So, you could always buy my book and turn to page 130. I’ve just re-read that bit and it’s quite good, and includes some references to specific examples in the video footage that accompanies the book. But for those who need to know right now and can’t wait for the book to arrive…

The distinction between musical and didactic gestures derives from observations of conductors in action; it is one that appears in the gestural language across choral genres. The musical gesture is the expressive holistic embodiment of musical flow, the mode where the conductor ‘looks like the music itself’. Musical gestures are the source of nuance and characterisation in the choral performance.

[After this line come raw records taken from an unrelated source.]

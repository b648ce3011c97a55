//! Node colours for textual flow diagrams.
//!
//! Readings are coloured by the first letter of their label, so `b` and `b1`
//! share a colour. Letters step through the pastel table ten entries at a
//! time to keep neighbouring readings visually apart.

use serde::{Deserialize, Serialize};

/// Pastel fill colours.
pub const PALETTE: [&str; 28] = [
    "#FF8A8A", "#FF86E3", "#FF86C2", "#FE8BF0", "#EA8DFE", "#DD88FD", "#AD8BFE",
    "#FFA4FF", "#EAA6EA", "#D698FE", "#CEA8F4", "#BCB4F3", "#A9C5EB", "#8CD1E6",
    "#8C8CFF", "#99C7FF", "#99E0FF", "#63E9FC", "#74FEF8", "#62FDCE", "#72FE95",
    "#4AE371", "#80B584", "#89FC63", "#36F200", "#66FF00", "#DFDF00", "#DFE32D",
];

/// Fill for readings whose label does not start with a lowercase ASCII letter.
pub const DEFAULT_FILL: &str = "#cccccc";

/// Palette step between consecutive letters.
pub const PALETTE_STRIDE: usize = 10;

/// Amount subtracted from each channel for the border colour.
pub const DARKEN_BY: u8 = 75;

/// Fill colour for a reading label.
pub fn fill_color(reading: &str) -> &'static str {
    match reading.chars().next() {
        Some(c @ 'a'..='z') => {
            let position = (c as usize) - ('a' as usize);
            PALETTE[(position * PALETTE_STRIDE) % PALETTE.len()]
        }
        _ => DEFAULT_FILL,
    }
}

/// Darken a `#rrggbb` colour by `by` per channel, flooring at zero.
///
/// Returns `None` if `color` is not a `#rrggbb` string.
pub fn darken(color: &str, by: u8) -> Option<String> {
    let hex = color.strip_prefix('#')?;
    if hex.len() != 6 || !hex.is_ascii() {
        return None;
    }
    let channel = |i: usize| u8::from_str_radix(&hex[i..i + 2], 16).ok();
    let (r, g, b) = (channel(0)?, channel(2)?, channel(4)?);

    Some(format!(
        "#{:02X}{:02X}{:02X}",
        r.saturating_sub(by),
        g.saturating_sub(by),
        b.saturating_sub(by)
    ))
}

/// Graphviz styling of one witness node.
#[derive(Debug, Clone, PartialEq, Eq, Hash, Serialize, Deserialize)]
pub struct NodeStyle {
    /// Border colour.
    pub color: String,
    /// Fill colour.
    pub fillcolor: String,
    /// Graphviz style.
    pub style: String,
}

impl NodeStyle {
    /// Style for a node attesting `reading`.
    pub fn for_reading(reading: &str) -> Self {
        let fill = fill_color(reading);
        Self {
            color: darken(fill, DARKEN_BY).unwrap_or_else(|| fill.to_string()),
            fillcolor: fill.to_string(),
            style: "filled".to_string(),
        }
    }
}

The didactic gesture is used when the director needs to convey a specific instruction: breathe here! stay on the same note until the downbeat! don’t speed up! It is often a reminder of a verbal instruction, cueing the singers to correct something they have hitherto got wrong, and is commensurately clear and focused, singling out the single point they need to make rather than embodying the entire musical texture. These gestures are usually placed somewhat outside the ongoing gesture stream so they are spatially distinct as well as contrasting in character. Didactic gestures are there to aid accuracy.

Conductors shift between the two intuitively in the ebb and flow of rehearsal and performance, but it’s useful to bring this intuitive process into conscious awareness for the purpose of refining one’s technique. Sometimes, for instance, we catch ourselves continuing to give a reminder long after we’d have hoped our singers had grasped the point it was making. If we don’t stop making the didactic gesture, we’ll never discover if in fact that moment is secure; it also gives the message to our singers that we don’t trust them to get it right (so maybe they won’t…).

This distinction is the conducting gestural version of the Communicator versus the Manager: one mode focused on musical meaning, the other on technical execution. And, like that more general distinction, we are likely to need a more didactic approach early in the rehearsal process for a piece, handing over to musical gestures as we near performance. But we need to connect with the musical right from the start, so that people learn the music with an understanding of its expressive purpose; conversely, we need to be alert to the possibility of needing our didactic gestures even in performance, if we encounter a wobble that needs trouble-shooting.